Per il dettaglio e la precisione dei fatti raccontati, Les Fossoyeurs sta riempiendo da settimane le pagine dei giornali e le trasmissioni tv francesi, aprendo un fiume di altre accuse di chi ha trovato il coraggio di parlare, non solo in Francia ma anche altrove, come in Belgio. Emerge che le autorità pubbliche che devono controllare le Rsa non sono abbastanza forti per contrastare un muro di avvocati superpagati.

Il governo di Parigi non si è fatto attendere: il ministro francese della salute ha richiesto un’inchiesta dell’ispezione generale e la ministra dell’Autonomia ha convocato l’amministratore delegato di Orpea chiedendogli di rispondere a sette domande puntuali sul funzionamento delle Rsa. La commissione degli Affari sociali dell’assemblea nazionale ha convocato i dirigenti: l’audizione è stata tesa e la presidente l’ha addirittura interrotta con queste parole: «Ci avete profondamente deluso».

Per le Rsa di Francia si mette davvero male, tanto più che si avvicinano le elezioni presidenziali. Tutto è rimesso in discussione, anche la gestione del personale. Uno dei mantra dei proprietari o gestori di case di riposo è lamentare lo stress dei lavoratori ma gli stessi si guardano bene di assumere, usando tutti gli strumenti della precarietà.

La questione è cruciale: al maltrattamento degli anziani corrisponde sempre quello dei lavoratori. Sul bilancio di una casa di riposo il costo del personale pesa circa il 50 per cento, a volte di più, e i dirigenti fanno di tutto per ridurlo, diminuendo la sicurezza del lavoro oltre che la qualità dell’assistenza.

Domiciliarità diffusa

L’inchiesta francese dimostra come il tasso degli incidenti nelle Rsa è più alto di quello del settore delle costruzioni, provocando un tasso di assenteismo importante e un sistema di reclutamento ambiguo. Tutto ciò appare scandaloso tenendo conto che in Francia nel privato le rette sono più alte del 40 per cento rispetto al pubblico, mentre il personale è del 15 per cento in meno.

Due settimane di rivelazioni hanno provocato una caduta delle azioni Orpea alla borsa di Parigi del 60 per cento e anche le altre società dello stesso tipo hanno subito perdite gravi. È probabile che il gruppo non regga un tale choc anche se il problema rimane.
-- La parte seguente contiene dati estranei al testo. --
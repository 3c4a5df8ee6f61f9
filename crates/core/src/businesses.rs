// Copyright (C) 2026 Fred Clausen
// Use of this source code is governed by an MIT-style
// license that can be found in the LICENSE file or at
// https://opensource.org/licenses/MIT.

//! Store for tenant business directory records.

use std::time::Duration;

use tokio::sync::watch;
use tokio::time::sleep;
use tracing::debug;

use torre_domain::{Business, BusinessStatus};

use crate::clock::{Clock, SystemClock};
use crate::seed;
use crate::store::{IdGenerator, Revision};

/// Default simulated latency for [`BusinessStore::fetch`].
pub(crate) const FETCH_DELAY: Duration = Duration::from_millis(500);

/// Fields for a new business; id and creation timestamp are assigned
/// by the store.
#[derive(Debug, Clone)]
pub struct BusinessDraft {
    pub name: String,
    pub description: String,
    pub category: String,
    pub logo: String,
    pub images: Vec<String>,
    pub phone: String,
    pub email: String,
    pub website: Option<String>,
    pub floor: String,
    pub schedule: String,
    pub status: BusinessStatus,
}

/// Partial update with merge semantics: only provided fields change.
/// `created_at` is stamped at creation and is not updatable.
#[derive(Debug, Clone, Default)]
pub struct BusinessUpdate {
    pub name: Option<String>,
    pub description: Option<String>,
    pub category: Option<String>,
    pub logo: Option<String>,
    pub images: Option<Vec<String>>,
    pub phone: Option<String>,
    pub email: Option<String>,
    pub website: Option<String>,
    pub floor: Option<String>,
    pub schedule: Option<String>,
    pub status: Option<BusinessStatus>,
}

/// In-memory directory of tenant businesses.
pub struct BusinessStore {
    businesses: Vec<Business>,
    selected: Option<Business>,
    is_loading: bool,
    fetch_delay: Duration,
    ids: IdGenerator,
    clock: Box<dyn Clock>,
    revision: Revision,
}

impl BusinessStore {
    /// Creates an empty store with the default simulated latency and
    /// the system clock.
    #[must_use]
    pub fn new() -> Self {
        Self {
            businesses: Vec::new(),
            selected: None,
            is_loading: false,
            fetch_delay: FETCH_DELAY,
            ids: IdGenerator::new(),
            clock: Box::new(SystemClock),
            revision: Revision::new(),
        }
    }

    /// Overrides the simulated fetch latency. Tests pass `Duration::ZERO`.
    #[must_use]
    pub const fn with_fetch_delay(mut self, delay: Duration) -> Self {
        self.fetch_delay = delay;
        self
    }

    /// Overrides the clock used to stamp `created_at`.
    #[must_use]
    pub fn with_clock(mut self, clock: Box<dyn Clock>) -> Self {
        self.clock = clock;
        self
    }

    /// Replaces the collection with the seed dataset after a simulated
    /// network delay.
    pub async fn fetch(&mut self) {
        self.is_loading = true;
        self.revision.bump();

        sleep(self.fetch_delay).await;

        self.businesses = seed::businesses();
        self.is_loading = false;
        debug!(count = self.businesses.len(), "Fetched businesses");
        self.revision.bump();
    }

    /// Returns the current collection in insertion order.
    #[must_use]
    pub fn businesses(&self) -> &[Business] {
        &self.businesses
    }

    /// Returns whether a fetch is in flight.
    #[must_use]
    pub const fn is_loading(&self) -> bool {
        self.is_loading
    }

    /// Looks up a business by id.
    #[must_use]
    pub fn get_by_id(&self, id: &str) -> Option<&Business> {
        self.businesses.iter().find(|b| b.id == id)
    }

    /// Adds a new business, stamping its creation timestamp, and
    /// returns its generated id.
    pub fn add(&mut self, draft: BusinessDraft) -> String {
        let id = self.ids.next_id();
        self.businesses.push(Business {
            id: id.clone(),
            name: draft.name,
            description: draft.description,
            category: draft.category,
            logo: draft.logo,
            images: draft.images,
            phone: draft.phone,
            email: draft.email,
            website: draft.website,
            floor: draft.floor,
            schedule: draft.schedule,
            status: draft.status,
            created_at: self.clock.now(),
        });
        debug!(id = %id, "Added business");
        self.revision.bump();
        id
    }

    /// Merges the provided fields into the business with the given id.
    /// Unknown ids are silently ignored.
    pub fn update(&mut self, id: &str, update: BusinessUpdate) {
        let Some(business) = self.businesses.iter_mut().find(|b| b.id == id) else {
            debug!(id, "Update for unknown business id ignored");
            return;
        };

        if let Some(name) = update.name {
            business.name = name;
        }
        if let Some(description) = update.description {
            business.description = description;
        }
        if let Some(category) = update.category {
            business.category = category;
        }
        if let Some(logo) = update.logo {
            business.logo = logo;
        }
        if let Some(images) = update.images {
            business.images = images;
        }
        if let Some(phone) = update.phone {
            business.phone = phone;
        }
        if let Some(email) = update.email {
            business.email = email;
        }
        if let Some(website) = update.website {
            business.website = Some(website);
        }
        if let Some(floor) = update.floor {
            business.floor = floor;
        }
        if let Some(schedule) = update.schedule {
            business.schedule = schedule;
        }
        if let Some(status) = update.status {
            business.status = status;
        }
        self.revision.bump();
    }

    /// Removes the business with the given id. Unknown ids are
    /// silently ignored.
    pub fn delete(&mut self, id: &str) {
        let before = self.businesses.len();
        self.businesses.retain(|b| b.id != id);
        if self.businesses.len() == before {
            debug!(id, "Delete for unknown business id ignored");
            return;
        }
        debug!(id, "Deleted business");
        self.revision.bump();
    }

    /// Sets or clears the currently selected business.
    pub fn select(&mut self, business: Option<Business>) {
        self.selected = business;
        self.revision.bump();
    }

    /// Returns the currently selected business, if any.
    #[must_use]
    pub const fn selected(&self) -> Option<&Business> {
        self.selected.as_ref()
    }

    /// Subscribes to revision bumps for reactive re-rendering.
    #[must_use]
    pub fn subscribe(&self) -> watch::Receiver<u64> {
        self.revision.subscribe()
    }
}

impl Default for BusinessStore {
    fn default() -> Self {
        Self::new()
    }
}

impl std::fmt::Debug for BusinessStore {
    fn fmt(&self, f: &mut std::fmt::Formatter<'_>) -> std::fmt::Result {
        f.debug_struct("BusinessStore")
            .field("businesses", &self.businesses.len())
            .field("is_loading", &self.is_loading)
            .finish_non_exhaustive()
    }
}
In tutta Europa, Italia inclusa, la sanità pubblica tende a delegare al privato la gestione delle fragilità, a iniziare con gli anziani per finire con i disabili o i malati terminali. Tuttavia è evidente che non si può “amministrare” delle vite sotto il profilo burocratico e ragionieristico della redditività.

I “becchini” di anziani sono un antico problema delle nostre società, una situazione largamente conosciuta ma spesso occultata. Secondo i dati solo tra il 5 per cento e il 15 per cento di anziani va in Rsa di sua spontanea volontà e per la famiglia si tratta sempre di una lacerazione. Le cronache di questi giorni ci raccontano storie toccanti di anziani soli in fuga dalle Rsa. La strada maestra per uscire da questa trappola è andare verso la domiciliarità diffusa.